Là du moins il ne se vit pas refuser l’entrée ; mais quand il arriva, il fut choqué du changement qui s’était opéré dans l’apparence du docteur. Il avait son arrêt de mort écrit lisiblement sur le visage. L’homme rosé était devenu pâle ; ses chairs s’étaient affaissées ; il était visiblement plus chauve et plus vieux ; et cependant ce ne furent pas tant ces témoignages d’une rapide déchéance physique qui arrêtèrent l’attention du juriste, qu’une expression dans l’œil et la qualité de manière qui semblait attester quelque terreur profondément sise de l’esprit. Il était peu vraisemblable que le docteur pût craindre la mort ; et cependant ce fut ce qu’Utterson fut tenté de soupçonner. « Oui, pensa-t-il ; c’est un docteur, il doit savoir son propre état et que ses jours sont comptés ; et le savoir est plus qu’il ne peut supporter. » Et cependant quand Utterson fit remarquer sa mauvaise mine, ce fut d’un air de grande fermeté que Lanyon se déclara condamné.

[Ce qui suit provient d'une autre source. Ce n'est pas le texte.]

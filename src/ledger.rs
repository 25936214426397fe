//! Append-only CSV ledger of per-fold results.
//!
//! One file per `(model_type, task_name, folds)` combination, rows
//! `test_loss,metric`, no header.

use std::fs::{self, OpenOptions};
use std::io::Write;
use std::path::{Path, PathBuf};

use serde::Serialize;

use crate::error::{EvalError, Result};

#[derive(Debug, Clone, Copy, PartialEq, Serialize)]
pub struct LedgerRow {
    pub loss: f64,
    pub metric: f64,
}

/// Mean and population standard deviation of both ledger columns.
#[derive(Debug, Clone, Copy, PartialEq, Serialize)]
pub struct LedgerSummary {
    pub runs: usize,
    pub loss_mean: f64,
    pub loss_std: f64,
    pub metric_mean: f64,
    pub metric_std: f64,
}

#[derive(Debug, Clone)]
pub struct ResultLedger {
    path: PathBuf,
}

impl ResultLedger {
    pub fn new(path: impl Into<PathBuf>) -> Self {
        Self { path: path.into() }
    }

    /// `{experiments_dir}/{model_type}_{task_name}_{folds}.csv`
    pub fn for_run(experiments_dir: &Path, model_type: &str, task_name: &str, folds: usize) -> Self {
        Self::new(experiments_dir.join(format!("{}_{}_{}.csv", model_type, task_name, folds)))
    }

    pub fn path(&self) -> &Path {
        &self.path
    }

    /// Append one row, creating the directory and file as needed.
    pub fn append(&self, row: LedgerRow) -> Result<()> {
        if let Some(parent) = self.path.parent() {
            fs::create_dir_all(parent)?;
        }
        let mut file = OpenOptions::new().create(true).append(true).open(&self.path)?;
        writeln!(file, "{:?},{:?}", row.loss, row.metric)?;
        log::debug!("Appended {:?} to {}", row, self.path.display());
        Ok(())
    }

    /// All rows so far; a missing file is an empty ledger.
    pub fn rows(&self) -> Result<Vec<LedgerRow>> {
        if !self.path.exists() {
            return Ok(Vec::new());
        }
        let content = fs::read_to_string(&self.path)?;

        let mut rows = Vec::new();
        for (number, line) in content.lines().enumerate() {
            if line.trim().is_empty() {
                continue;
            }
            let parse = |field: &str| {
                field.trim().parse::<f64>().map_err(|e| {
                    EvalError::Ledger(format!("{}:{}: {}", self.path.display(), number + 1, e))
                })
            };
            match line.split(',').collect::<Vec<_>>().as_slice() {
                [loss, metric] => rows.push(LedgerRow {
                    loss: parse(*loss)?,
                    metric: parse(*metric)?,
                }),
                fields => {
                    return Err(EvalError::Ledger(format!(
                        "{}:{}: expected 2 columns, found {}",
                        self.path.display(),
                        number + 1,
                        fields.len()
                    )));
                }
            }
        }
        Ok(rows)
    }

    pub fn summary(&self) -> Result<Option<LedgerSummary>> {
        let rows = self.rows()?;
        if rows.is_empty() {
            return Ok(None);
        }
        let losses: Vec<f64> = rows.iter().map(|r| r.loss).collect();
        let metrics: Vec<f64> = rows.iter().map(|r| r.metric).collect();
        let (loss_mean, loss_std) = mean_std(&losses);
        let (metric_mean, metric_std) = mean_std(&metrics);

        Ok(Some(LedgerSummary {
            runs: rows.len(),
            loss_mean,
            loss_std,
            metric_mean,
            metric_std,
        }))
    }
}

fn mean_std(values: &[f64]) -> (f64, f64) {
    let n = values.len() as f64;
    let mean = values.iter().sum::<f64>() / n;
    let var = values.iter().map(|v| (v - mean).powi(2)).sum::<f64>() / n;
    (mean, var.sqrt())
}

#[cfg(test)]
mod tests {
    use super::*;
    use tempfile::TempDir;

    #[test]
    fn test_file_name() {
        let ledger = ResultLedger::for_run(Path::new("experiments"), "gin", "lanths", 5);
        assert_eq!(ledger.path(), Path::new("experiments/gin_lanths_5.csv"));
    }

    #[test]
    fn test_append_creates_dir_and_has_no_header() {
        let dir = TempDir::new().unwrap();
        let ledger = ResultLedger::for_run(&dir.path().join("experiments"), "dimenet", "FE", 5);

        ledger.append(LedgerRow { loss: 0.25, metric: 1.0 }).unwrap();
        ledger.append(LedgerRow { loss: 0.5, metric: 0.125 }).unwrap();

        let content = fs::read_to_string(ledger.path()).unwrap();
        assert_eq!(content, "0.25,1.0\n0.5,0.125\n");
    }

    #[test]
    fn test_rows_and_summary() {
        let dir = TempDir::new().unwrap();
        let ledger = ResultLedger::new(dir.path().join("gin_band_5.csv"));
        assert!(ledger.summary().unwrap().is_none());

        for (loss, metric) in [(1.0, 2.0), (3.0, 4.0)] {
            ledger.append(LedgerRow { loss, metric }).unwrap();
        }

        let rows = ledger.rows().unwrap();
        assert_eq!(rows.len(), 2);

        let summary = ledger.summary().unwrap().unwrap();
        assert_eq!(summary.runs, 2);
        assert_eq!(summary.loss_mean, 2.0);
        assert_eq!(summary.loss_std, 1.0);
        assert_eq!(summary.metric_mean, 3.0);
    }

    #[test]
    fn test_rows_accepts_pandas_formatting() {
        let dir = TempDir::new().unwrap();
        let path = dir.path().join("gin_fermi_5.csv");
        fs::write(&path, "0.0123,0.4567\n1e-07,2.0\n").unwrap();

        let rows = ResultLedger::new(path).rows().unwrap();
        assert_eq!(rows[1].loss, 1e-7);
    }

    #[test]
    fn test_malformed_row() {
        let dir = TempDir::new().unwrap();
        let path = dir.path().join("gin_fermi_5.csv");
        fs::write(&path, "0.1,0.2,0.3\n").unwrap();

        let err = ResultLedger::new(path).rows().unwrap_err();
        assert!(err.to_string().contains("expected 2 columns"));
    }
}
//! CLI command definitions using clap.
//!
//! - evaluate: score every configured checkpoint and append to the ledger
//! - summarize: mean and std of the ledger for the configured run
//! - infer-task: show which task a dataset directory maps to

use clap::{Parser, Subcommand};
use std::path::PathBuf;

/// crystaleval - evaluate trained GNN checkpoints across cross-validation folds
#[derive(Parser, Debug)]
#[command(name = "crystaleval")]
#[command(author, version, about, long_about = None)]
pub struct Cli {
    /// Optional config file path
    #[arg(short, long, global = true)]
    pub config: Option<PathBuf>,

    /// Verbose output
    #[arg(short, long, global = true)]
    pub verbose: bool,

    /// Subcommand to execute
    #[command(subcommand)]
    pub command: Option<Commands>,
}

impl Cli {
    /// Check if verbose mode is enabled
    pub fn is_verbose(&self) -> bool {
        self.verbose
    }
}

/// Main subcommands
#[derive(Subcommand, Debug, PartialEq)]
pub enum Commands {
    /// Evaluate all checkpoints for the configured task (default)
    Evaluate {
        /// Also write the run report as JSON to this file
        #[arg(short, long)]
        report: Option<PathBuf>,
    },

    /// Summarize the results ledger for the configured model and task
    Summarize,

    /// Print the task inferred from a dataset directory
    InferTask {
        /// Dataset directory, e.g. data/Augmented_fermi
        data_dir: PathBuf,
    },
}
//! Target normalization.

use serde::{Deserialize, Serialize};

use crate::error::{EvalError, Result};

/// Zero-mean, unit-variance scaling of regression targets.
#[derive(Debug, Clone, Copy, PartialEq, Serialize, Deserialize)]
pub struct StandardScaler {
    pub mean: f32,
    pub std: f32,
}

impl StandardScaler {
    /// Fit on training targets. Uses the population standard deviation; a
    /// constant target scales by 1.
    pub fn fit(values: &[f32]) -> Result<Self> {
        if values.is_empty() {
            return Err(EvalError::Dataset("cannot fit scaler on no targets".to_string()));
        }
        let n = values.len() as f64;
        let mean = values.iter().map(|&v| v as f64).sum::<f64>() / n;
        let var = values.iter().map(|&v| (v as f64 - mean).powi(2)).sum::<f64>() / n;
        let std = var.sqrt();

        Ok(Self {
            mean: mean as f32,
            std: if std > 0.0 { std as f32 } else { 1.0 },
        })
    }

    pub fn transform(&self, value: f32) -> f32 {
        (value - self.mean) / self.std
    }

    pub fn inverse_transform(&self, values: &[f32]) -> Vec<f32> {
        values.iter().map(|&v| v * self.std + self.mean).collect()
    }
}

— J’ai eu un choc, dit-il, et je ne m’en remettrai jamais. C’est une question de semaines. Eh bien, la vie a été plaisante ; je l’aimais ; oui, monsieur, j’avais l’habitude de l’aimer. Je pense quelquefois que si nous savions tout, nous serions plus contents de partir.

— Jekyll est malade, aussi, observa Utterson. L’avez-vous vu ?

Mais le visage de Lanyon changea, et il leva une main tremblante. « Je ne souhaite plus voir ou entendre parler du Dr Jekyll, dit-il, d’une voix forte, mal assurée. J’en ai tout à fait fini avec cette personne ; et je vous prie de m’épargner toute allusion à quelqu’un que je considère comme mort.

— Tss-tss, dit Mr Utterson ; et puis après une pause considérable, ne puis-je rien faire ? s’enquit-il. Nous sommes trois très vieux amis, Lanyon ; nous ne vivrons pas pour nous en faire d’autres.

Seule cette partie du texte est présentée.